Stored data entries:
────────────────────────────────────────

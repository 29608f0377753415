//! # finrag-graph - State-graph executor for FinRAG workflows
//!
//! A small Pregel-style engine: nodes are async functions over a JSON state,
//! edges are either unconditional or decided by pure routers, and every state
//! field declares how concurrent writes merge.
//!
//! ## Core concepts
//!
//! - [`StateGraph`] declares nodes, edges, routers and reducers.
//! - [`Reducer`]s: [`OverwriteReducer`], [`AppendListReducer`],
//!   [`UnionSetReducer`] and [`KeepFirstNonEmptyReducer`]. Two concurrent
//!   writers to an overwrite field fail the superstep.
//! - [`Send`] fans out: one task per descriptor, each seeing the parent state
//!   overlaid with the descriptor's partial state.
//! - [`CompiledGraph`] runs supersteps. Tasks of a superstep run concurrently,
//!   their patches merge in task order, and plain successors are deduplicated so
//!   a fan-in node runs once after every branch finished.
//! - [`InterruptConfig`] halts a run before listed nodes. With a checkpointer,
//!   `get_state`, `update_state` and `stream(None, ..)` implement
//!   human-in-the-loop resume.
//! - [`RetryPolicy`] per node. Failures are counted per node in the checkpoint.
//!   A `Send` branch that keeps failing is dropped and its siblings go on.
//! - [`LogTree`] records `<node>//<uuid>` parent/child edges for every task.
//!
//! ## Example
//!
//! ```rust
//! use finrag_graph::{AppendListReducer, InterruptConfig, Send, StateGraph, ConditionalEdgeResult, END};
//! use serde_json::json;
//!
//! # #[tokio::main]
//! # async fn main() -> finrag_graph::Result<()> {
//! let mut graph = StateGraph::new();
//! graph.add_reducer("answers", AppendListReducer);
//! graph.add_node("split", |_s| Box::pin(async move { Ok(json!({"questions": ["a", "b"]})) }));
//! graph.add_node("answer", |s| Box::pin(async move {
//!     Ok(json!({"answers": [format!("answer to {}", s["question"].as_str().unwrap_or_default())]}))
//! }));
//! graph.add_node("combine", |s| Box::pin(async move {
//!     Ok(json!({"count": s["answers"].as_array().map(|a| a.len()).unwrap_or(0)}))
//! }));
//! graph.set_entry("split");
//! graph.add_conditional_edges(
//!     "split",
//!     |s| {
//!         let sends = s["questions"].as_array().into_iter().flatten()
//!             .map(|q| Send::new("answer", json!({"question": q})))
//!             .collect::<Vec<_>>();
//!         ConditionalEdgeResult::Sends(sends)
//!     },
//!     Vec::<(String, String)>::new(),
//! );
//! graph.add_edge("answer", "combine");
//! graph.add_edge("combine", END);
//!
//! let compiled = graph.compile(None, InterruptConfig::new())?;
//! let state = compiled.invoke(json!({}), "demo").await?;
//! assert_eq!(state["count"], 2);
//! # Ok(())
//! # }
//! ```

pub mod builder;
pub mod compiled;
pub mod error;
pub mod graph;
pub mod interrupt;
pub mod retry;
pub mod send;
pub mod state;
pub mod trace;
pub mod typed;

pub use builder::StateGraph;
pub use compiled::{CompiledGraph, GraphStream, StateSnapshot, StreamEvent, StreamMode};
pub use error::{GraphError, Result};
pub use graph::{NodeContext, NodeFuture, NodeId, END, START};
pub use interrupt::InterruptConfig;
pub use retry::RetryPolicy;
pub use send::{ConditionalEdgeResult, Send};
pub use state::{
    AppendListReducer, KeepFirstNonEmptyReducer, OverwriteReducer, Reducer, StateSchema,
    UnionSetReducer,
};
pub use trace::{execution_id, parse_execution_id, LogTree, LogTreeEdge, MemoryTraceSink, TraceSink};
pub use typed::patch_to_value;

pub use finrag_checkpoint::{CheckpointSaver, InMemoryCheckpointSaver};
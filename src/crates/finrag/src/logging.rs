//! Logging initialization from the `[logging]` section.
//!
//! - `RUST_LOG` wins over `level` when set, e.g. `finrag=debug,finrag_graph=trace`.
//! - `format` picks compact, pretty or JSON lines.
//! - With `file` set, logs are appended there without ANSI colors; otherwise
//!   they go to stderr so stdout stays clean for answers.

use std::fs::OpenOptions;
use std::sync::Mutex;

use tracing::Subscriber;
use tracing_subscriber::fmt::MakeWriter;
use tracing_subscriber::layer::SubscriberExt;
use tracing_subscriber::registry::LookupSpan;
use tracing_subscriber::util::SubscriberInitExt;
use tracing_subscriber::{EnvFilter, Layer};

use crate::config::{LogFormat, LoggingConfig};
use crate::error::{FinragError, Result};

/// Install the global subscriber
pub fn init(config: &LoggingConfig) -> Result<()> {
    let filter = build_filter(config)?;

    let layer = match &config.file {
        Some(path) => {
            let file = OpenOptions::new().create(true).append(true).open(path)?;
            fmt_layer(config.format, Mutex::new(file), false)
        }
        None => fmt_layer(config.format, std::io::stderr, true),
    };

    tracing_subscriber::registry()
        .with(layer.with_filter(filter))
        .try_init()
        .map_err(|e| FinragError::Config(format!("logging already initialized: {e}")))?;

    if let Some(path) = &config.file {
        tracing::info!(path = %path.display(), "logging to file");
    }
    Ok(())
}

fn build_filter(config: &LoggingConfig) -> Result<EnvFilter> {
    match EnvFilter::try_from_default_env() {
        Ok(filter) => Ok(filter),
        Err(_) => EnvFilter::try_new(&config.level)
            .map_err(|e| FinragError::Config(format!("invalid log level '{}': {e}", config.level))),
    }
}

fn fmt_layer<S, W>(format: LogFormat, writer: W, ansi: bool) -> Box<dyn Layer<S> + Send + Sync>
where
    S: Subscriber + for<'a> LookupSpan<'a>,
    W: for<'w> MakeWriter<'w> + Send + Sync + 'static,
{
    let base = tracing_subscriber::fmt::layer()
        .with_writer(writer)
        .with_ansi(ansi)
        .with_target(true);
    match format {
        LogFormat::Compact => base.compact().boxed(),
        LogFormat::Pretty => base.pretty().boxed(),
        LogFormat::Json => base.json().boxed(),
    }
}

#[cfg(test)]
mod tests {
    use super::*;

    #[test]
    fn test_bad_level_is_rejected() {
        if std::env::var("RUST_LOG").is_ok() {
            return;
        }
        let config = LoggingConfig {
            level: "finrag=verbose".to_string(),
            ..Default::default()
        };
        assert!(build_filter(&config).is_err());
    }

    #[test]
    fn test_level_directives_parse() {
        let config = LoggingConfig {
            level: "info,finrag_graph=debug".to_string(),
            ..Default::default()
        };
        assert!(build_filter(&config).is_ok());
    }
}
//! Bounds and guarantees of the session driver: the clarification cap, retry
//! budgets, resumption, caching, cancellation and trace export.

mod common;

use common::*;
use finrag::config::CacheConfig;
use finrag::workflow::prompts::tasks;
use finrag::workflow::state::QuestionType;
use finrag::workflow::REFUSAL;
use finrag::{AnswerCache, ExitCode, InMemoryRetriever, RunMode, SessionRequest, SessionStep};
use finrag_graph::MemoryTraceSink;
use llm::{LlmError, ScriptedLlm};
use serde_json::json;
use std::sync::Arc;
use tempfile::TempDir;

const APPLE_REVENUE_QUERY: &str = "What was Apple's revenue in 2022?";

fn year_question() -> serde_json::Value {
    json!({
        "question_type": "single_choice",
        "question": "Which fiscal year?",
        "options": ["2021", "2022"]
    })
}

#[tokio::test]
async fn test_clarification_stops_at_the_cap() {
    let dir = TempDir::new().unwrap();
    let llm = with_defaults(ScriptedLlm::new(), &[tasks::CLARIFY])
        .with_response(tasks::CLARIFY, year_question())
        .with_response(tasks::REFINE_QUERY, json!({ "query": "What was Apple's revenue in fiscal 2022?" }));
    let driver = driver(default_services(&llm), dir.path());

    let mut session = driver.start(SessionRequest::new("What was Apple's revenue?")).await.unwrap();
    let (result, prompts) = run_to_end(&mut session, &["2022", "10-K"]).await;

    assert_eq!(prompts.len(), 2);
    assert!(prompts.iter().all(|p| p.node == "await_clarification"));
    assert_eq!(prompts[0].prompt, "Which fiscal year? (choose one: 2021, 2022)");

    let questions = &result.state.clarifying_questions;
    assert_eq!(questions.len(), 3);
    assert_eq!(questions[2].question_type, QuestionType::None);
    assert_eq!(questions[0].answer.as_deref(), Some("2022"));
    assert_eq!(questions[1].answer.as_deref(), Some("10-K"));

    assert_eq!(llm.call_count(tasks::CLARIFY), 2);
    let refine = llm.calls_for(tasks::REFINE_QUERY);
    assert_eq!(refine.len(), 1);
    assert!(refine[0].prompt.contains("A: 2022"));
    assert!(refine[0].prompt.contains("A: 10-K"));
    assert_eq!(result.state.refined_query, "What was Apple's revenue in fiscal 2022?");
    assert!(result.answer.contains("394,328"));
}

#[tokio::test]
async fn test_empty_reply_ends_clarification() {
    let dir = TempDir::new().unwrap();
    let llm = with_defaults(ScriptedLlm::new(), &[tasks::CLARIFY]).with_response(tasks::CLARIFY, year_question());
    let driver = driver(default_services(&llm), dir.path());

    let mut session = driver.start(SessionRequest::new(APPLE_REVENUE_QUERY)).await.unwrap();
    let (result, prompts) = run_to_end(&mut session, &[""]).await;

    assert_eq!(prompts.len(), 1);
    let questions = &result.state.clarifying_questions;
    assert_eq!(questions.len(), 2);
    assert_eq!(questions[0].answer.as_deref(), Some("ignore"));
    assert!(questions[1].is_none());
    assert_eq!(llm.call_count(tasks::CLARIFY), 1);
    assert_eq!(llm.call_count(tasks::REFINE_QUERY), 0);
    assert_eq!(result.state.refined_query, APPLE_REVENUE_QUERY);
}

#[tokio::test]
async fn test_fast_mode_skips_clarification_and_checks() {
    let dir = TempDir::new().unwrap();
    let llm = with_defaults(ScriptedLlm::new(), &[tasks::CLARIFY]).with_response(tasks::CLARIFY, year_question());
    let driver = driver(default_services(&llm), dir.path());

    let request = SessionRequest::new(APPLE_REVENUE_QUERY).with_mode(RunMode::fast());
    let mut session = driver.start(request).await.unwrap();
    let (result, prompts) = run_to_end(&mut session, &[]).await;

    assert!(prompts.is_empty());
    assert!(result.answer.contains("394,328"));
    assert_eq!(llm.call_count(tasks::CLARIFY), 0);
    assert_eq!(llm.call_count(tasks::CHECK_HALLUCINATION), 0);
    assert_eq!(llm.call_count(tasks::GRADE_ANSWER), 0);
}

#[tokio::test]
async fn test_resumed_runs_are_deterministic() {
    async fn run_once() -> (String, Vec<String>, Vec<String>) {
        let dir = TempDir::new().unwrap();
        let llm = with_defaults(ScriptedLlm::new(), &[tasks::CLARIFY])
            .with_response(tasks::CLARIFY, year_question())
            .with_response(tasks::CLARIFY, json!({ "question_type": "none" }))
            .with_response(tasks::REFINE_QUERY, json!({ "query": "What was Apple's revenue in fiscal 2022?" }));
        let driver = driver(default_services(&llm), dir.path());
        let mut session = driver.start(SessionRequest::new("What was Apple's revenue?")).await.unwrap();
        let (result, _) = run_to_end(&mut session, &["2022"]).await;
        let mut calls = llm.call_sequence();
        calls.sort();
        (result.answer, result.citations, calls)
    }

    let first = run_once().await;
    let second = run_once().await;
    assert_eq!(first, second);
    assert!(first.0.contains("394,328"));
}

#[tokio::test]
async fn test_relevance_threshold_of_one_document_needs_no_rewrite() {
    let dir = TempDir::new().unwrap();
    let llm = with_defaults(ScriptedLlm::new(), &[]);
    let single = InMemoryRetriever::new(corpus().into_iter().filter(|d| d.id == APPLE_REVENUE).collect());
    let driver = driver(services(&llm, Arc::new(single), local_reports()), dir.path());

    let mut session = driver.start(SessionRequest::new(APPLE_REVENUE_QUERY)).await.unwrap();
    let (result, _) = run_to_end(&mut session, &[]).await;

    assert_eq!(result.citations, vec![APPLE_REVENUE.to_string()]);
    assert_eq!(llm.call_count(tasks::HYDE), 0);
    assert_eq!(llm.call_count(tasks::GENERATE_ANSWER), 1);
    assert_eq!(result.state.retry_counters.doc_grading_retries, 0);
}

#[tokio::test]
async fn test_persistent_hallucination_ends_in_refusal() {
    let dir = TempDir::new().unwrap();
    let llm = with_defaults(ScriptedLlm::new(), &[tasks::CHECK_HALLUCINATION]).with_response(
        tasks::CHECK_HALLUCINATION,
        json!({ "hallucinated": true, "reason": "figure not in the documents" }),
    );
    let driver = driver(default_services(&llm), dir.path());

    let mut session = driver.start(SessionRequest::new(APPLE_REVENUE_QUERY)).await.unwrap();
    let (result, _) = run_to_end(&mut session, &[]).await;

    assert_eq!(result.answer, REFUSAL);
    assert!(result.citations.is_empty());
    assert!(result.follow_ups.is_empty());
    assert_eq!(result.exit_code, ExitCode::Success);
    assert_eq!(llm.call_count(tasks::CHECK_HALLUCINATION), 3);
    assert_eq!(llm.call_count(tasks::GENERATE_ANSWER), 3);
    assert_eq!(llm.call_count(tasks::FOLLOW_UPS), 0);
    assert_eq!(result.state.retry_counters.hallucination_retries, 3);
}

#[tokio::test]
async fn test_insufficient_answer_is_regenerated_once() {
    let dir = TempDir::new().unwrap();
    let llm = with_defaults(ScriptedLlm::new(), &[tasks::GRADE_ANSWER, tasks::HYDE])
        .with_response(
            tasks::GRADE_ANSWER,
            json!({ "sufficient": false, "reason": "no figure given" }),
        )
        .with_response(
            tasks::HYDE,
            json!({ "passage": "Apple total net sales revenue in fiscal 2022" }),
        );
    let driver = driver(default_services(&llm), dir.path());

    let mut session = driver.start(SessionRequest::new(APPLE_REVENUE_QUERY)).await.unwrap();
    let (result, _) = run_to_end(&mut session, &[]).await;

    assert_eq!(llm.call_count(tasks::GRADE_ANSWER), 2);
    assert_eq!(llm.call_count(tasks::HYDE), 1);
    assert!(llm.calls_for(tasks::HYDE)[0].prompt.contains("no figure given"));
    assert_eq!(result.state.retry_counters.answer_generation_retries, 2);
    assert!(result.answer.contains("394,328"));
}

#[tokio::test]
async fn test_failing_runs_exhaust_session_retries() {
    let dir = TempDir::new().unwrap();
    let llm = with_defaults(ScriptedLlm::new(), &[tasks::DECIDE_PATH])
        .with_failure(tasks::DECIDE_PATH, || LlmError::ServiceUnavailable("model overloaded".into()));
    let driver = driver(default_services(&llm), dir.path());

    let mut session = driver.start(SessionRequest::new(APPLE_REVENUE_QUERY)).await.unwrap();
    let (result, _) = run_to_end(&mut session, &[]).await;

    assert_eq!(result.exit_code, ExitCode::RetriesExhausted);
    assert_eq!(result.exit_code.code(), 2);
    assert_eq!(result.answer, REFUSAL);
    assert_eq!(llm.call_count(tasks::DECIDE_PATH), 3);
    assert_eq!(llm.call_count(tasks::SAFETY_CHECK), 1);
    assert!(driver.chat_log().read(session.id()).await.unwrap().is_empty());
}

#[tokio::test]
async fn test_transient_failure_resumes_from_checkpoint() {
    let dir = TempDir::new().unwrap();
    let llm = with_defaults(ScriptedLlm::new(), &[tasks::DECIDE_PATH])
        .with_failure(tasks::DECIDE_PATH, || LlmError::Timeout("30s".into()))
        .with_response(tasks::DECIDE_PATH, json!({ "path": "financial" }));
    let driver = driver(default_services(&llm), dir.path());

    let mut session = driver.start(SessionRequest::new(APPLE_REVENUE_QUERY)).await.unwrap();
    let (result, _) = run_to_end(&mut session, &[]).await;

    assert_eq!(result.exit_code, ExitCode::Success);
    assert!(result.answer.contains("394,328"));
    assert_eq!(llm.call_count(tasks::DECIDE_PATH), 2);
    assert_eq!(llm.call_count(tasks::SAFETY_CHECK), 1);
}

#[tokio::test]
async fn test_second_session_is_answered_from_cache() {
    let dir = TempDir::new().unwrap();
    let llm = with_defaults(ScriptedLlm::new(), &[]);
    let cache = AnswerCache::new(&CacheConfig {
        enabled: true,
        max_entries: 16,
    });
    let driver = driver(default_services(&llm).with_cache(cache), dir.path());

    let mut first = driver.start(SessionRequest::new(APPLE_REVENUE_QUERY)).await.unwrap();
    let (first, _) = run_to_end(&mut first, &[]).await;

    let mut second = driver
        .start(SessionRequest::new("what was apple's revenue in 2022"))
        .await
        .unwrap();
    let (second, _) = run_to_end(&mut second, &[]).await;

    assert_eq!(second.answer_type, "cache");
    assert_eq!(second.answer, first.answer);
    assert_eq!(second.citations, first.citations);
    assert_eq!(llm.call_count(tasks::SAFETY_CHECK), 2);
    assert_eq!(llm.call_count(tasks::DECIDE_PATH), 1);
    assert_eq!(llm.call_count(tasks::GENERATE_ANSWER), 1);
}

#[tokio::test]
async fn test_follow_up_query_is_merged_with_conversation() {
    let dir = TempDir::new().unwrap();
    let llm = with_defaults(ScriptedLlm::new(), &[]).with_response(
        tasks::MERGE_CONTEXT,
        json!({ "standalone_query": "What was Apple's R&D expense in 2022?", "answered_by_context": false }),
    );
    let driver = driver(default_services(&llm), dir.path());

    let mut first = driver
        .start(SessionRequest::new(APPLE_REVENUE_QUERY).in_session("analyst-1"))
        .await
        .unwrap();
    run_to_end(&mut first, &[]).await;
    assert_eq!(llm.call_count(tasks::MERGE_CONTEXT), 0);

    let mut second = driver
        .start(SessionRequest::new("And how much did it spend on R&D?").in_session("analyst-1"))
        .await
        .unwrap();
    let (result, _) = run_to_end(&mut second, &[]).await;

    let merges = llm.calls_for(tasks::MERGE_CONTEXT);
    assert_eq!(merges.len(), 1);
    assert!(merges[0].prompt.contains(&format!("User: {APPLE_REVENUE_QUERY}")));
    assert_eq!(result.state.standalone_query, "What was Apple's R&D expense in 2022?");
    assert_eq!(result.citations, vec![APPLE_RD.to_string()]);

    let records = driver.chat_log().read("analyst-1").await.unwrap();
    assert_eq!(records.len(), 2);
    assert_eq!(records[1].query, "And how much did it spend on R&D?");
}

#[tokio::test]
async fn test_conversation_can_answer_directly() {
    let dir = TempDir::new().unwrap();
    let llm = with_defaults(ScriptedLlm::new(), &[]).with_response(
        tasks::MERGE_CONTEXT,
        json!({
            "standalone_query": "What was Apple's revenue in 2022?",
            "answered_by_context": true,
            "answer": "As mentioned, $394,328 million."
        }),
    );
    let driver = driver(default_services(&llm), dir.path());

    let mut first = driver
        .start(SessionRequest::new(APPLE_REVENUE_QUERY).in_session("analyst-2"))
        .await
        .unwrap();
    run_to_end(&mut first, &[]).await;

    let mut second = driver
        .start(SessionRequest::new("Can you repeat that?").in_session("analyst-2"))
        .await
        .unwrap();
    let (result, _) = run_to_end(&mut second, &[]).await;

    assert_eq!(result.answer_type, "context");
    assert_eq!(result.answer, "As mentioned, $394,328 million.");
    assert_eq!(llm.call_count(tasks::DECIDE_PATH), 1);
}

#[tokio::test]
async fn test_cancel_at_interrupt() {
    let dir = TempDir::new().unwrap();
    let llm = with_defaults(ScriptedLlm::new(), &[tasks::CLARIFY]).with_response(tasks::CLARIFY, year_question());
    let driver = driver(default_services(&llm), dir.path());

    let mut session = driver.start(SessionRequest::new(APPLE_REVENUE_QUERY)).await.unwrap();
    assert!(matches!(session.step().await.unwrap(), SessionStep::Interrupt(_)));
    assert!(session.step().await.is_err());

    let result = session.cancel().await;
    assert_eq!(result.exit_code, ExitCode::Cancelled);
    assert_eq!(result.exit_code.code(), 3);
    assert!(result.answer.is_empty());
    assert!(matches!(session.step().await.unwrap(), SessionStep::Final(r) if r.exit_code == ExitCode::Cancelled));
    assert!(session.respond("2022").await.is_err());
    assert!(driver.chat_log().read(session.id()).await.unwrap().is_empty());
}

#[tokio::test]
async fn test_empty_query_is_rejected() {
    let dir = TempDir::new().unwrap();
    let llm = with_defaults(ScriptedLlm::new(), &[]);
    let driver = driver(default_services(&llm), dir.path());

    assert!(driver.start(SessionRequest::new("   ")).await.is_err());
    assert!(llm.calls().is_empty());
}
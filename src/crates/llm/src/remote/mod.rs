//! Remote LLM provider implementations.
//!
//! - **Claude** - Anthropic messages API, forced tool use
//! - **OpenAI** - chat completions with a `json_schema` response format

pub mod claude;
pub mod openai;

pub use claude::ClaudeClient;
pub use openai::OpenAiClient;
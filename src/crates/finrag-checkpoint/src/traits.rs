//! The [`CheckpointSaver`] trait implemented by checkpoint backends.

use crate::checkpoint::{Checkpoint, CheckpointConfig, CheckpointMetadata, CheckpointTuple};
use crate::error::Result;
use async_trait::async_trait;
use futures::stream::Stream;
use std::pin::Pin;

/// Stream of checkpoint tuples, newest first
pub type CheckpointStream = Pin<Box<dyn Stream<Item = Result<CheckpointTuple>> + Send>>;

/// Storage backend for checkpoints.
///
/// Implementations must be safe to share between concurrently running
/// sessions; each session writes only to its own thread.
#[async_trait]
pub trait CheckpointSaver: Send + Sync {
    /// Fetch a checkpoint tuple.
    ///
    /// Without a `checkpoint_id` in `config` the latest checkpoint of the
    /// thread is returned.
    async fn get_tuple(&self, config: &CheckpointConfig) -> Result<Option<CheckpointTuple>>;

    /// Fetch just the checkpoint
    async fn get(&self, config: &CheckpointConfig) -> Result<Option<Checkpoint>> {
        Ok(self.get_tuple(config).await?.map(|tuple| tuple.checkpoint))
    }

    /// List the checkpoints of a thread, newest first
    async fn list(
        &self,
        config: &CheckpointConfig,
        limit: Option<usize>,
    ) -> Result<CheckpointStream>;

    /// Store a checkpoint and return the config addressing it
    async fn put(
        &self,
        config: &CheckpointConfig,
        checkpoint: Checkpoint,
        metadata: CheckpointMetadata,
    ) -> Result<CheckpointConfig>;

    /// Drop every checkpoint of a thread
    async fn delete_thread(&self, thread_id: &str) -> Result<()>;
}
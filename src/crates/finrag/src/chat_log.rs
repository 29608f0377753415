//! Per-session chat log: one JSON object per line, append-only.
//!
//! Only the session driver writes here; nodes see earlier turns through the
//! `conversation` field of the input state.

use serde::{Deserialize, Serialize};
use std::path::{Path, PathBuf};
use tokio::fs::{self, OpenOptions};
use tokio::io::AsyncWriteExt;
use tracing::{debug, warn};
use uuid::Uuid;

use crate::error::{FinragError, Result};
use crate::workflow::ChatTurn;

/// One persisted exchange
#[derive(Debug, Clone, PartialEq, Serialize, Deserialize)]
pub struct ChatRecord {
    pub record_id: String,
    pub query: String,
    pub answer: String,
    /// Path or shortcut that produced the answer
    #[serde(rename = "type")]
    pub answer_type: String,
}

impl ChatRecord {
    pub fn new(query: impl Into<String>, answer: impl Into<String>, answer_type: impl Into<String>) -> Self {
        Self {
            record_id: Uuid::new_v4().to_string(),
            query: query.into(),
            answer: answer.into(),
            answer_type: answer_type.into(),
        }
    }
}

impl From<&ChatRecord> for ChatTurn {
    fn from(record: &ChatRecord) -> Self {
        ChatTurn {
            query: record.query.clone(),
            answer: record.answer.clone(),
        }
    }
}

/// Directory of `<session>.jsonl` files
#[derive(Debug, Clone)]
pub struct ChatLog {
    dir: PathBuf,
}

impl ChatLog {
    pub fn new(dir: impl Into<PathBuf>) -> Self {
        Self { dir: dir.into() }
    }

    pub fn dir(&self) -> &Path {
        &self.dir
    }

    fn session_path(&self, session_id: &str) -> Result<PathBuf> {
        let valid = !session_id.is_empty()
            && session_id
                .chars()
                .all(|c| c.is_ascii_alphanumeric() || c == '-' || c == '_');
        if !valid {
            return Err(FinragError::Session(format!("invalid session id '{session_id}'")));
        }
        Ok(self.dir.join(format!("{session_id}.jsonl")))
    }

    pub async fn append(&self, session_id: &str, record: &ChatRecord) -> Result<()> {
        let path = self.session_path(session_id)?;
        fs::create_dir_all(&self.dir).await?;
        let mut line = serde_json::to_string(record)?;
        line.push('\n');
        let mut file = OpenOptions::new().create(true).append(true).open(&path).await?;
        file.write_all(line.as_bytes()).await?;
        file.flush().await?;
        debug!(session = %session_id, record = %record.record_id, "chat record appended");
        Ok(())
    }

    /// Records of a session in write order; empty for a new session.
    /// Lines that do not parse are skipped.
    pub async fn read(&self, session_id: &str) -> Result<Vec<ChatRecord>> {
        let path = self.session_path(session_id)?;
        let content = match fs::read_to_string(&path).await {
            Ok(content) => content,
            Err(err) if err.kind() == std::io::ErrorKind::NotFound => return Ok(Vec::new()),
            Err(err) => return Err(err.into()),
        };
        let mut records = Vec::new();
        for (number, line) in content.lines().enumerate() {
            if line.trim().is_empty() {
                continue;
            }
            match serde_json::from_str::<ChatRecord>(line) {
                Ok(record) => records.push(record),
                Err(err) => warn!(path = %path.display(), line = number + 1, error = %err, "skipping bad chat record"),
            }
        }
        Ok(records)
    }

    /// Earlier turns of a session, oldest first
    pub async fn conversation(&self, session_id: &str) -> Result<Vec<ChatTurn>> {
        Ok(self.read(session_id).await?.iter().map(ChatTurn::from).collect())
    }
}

────────────────────────────────────────

What is needed is each line of the entries that contains the word "every".

//! edges are either unconditional or decided by pure routers, and every state
//!   a fan-in node runs once after every branch finished.
//! - [`LogTree`] records `<node>//<uuid>` parent/child edges for every task.
    /// Drop every checkpoint of a thread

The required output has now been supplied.